Their are so many factors that play into recovery, but most importantly: Listen to your body!! If you feel sluggish and beat up, take an extra day of rest. The notion that you must wait for a bodypart to heal completely before hitting it again is misleading at best, if not disproven by recent science. It’s not necessarily your muscles that need to be healed, but your central nervous system! Your body will let you know when it needs a break. Check out something called Hypertrophy Specific Training. I don’t personally like the weight training routine much myself, but the ideas/theories/science behind it are backed by pure science.
Are you getting at LEAST 7 hours of sleep per night?
Are you eating enough protein for your body to heal properly?
How intense are these workouts? Heavy weight? High volume? As a general rule, the heavier you lift the more time off you should take.
Believe it or not, more (time in the gym) is not always better.
|Mar 11, 2009 5:43am||
Brazen has it right. I’ve read the recent science about resting the body. The body is quite capable of adapting to any stress we put on it. You just need to be sure you’re giving it enough fuel to continue building, and enough sleep at night for recovery. I lift weights about six days a week. If I’m feeling worn down for any reason, I’ll take an extra day or two off. Look up “Huge In A Hurry” by Chad Waterbury. Its a good read.
|Mar 11, 2009 7:45am||
Many good points. The fact is it really depends on your current level of fitness. If you are already muscular and have a low body fat, then, as stated above, you are probably capable of a quick recovery so as long as you listen to your body and don’t overdo it, then you’re probably fine. Just make sure you don’t workout tired and risk hurting yourself.
|Mar 14, 2009 2:04pm||
Well everything works different for different people.
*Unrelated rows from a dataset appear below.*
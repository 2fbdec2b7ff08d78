/*!
 * Tests for file utility functions
 */

use anyhow::Result;
use scrollcast::file_utils::FileManager;
use std::path::Path;

use crate::common;

/// Test output path generation
#[test]
fn test_generate_output_path_withStemAndExtension_shouldJoinOutputDir() {
    let path = FileManager::generate_output_path("/texts/poem.txt", "/out", "ass");
    assert_eq!(path, Path::new("/out/poem.ass"));

    let path = FileManager::generate_output_path("poem.txt", "out", ".timeline.json");
    assert_eq!(path, Path::new("out/poem.timeline.json"));
}

/// Test finding files by extension, recursively and case-insensitively
#[test]
fn test_find_files_withNestedDirs_shouldReturnSortedMatches() -> Result<()> {
    let temp_dir = common::create_temp_dir()?;
    let root = temp_dir.path();
    common::create_test_file(root, "b.txt", "b")?;
    common::create_test_file(root, "a.TXT", "a")?;
    common::create_test_file(root, "nested/c.txt", "c")?;
    common::create_test_file(root, "skip.ass", "x")?;

    let files = FileManager::find_files(root, "txt")?;

    let names: Vec<String> = files
        .iter()
        .map(|p| p.strip_prefix(root).unwrap().to_string_lossy().replace('\\', "/"))
        .collect();
    assert_eq!(names, vec!["a.TXT", "b.txt", "nested/c.txt"]);
    Ok(())
}

/// Test writing creates parent directories and reading returns the content
#[test]
fn test_write_to_file_withMissingParent_shouldCreateIt() -> Result<()> {
    let temp_dir = common::create_temp_dir()?;
    let path = temp_dir.path().join("deep/er/file.ass");

    FileManager::write_to_file(&path, "content")?;

    assert!(FileManager::file_exists(&path));
    assert!(FileManager::dir_exists(temp_dir.path().join("deep/er")));
    assert_eq!(FileManager::read_to_string(&path)?, "content");
    Ok(())
}

/// Test reading a missing file reports the path
#[test]
fn test_read_to_string_withMissingFile_shouldFail() {
    let result = FileManager::read_to_string("/definitely/not/here.txt");

    let message = format!("{:#}", result.unwrap_err());
    assert!(message.contains("here.txt"));
}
What i find best is what i do now i dont split body parts i do everything in one day then the next day i totally rest from everything.
|Mar 15, 2009 12:16am||
Chris, good work but are your spending 5 hours a day working out, every other day? I don’t think most people can afford that amount of time for working out.
|Mar 17, 2009 8:58am||
@Chris: Not to dispute your results, but what I’ve heard from several trainers is that you have around 1h of good “explosive” energy in your body per day. This is the energy that you use for body building, and after it’s spent, your workout is much less rewarding.
This energy reserve is also the reason why most experts say that during aerobic exercise you only start burning fat after around 30 minutes — until then you’re only using those reserves. If you schedule your aerobic training after weight lifting, you get the best of both worlds.
Also, with a 5h workout you might be missing the post-workout “anabolic window” (0-45 minutes after training) where your body is much more receptive to protein intake.
Again, I don’t want to dispute your results, since it obviously works for you, but others might want to inform themselves before following this advice.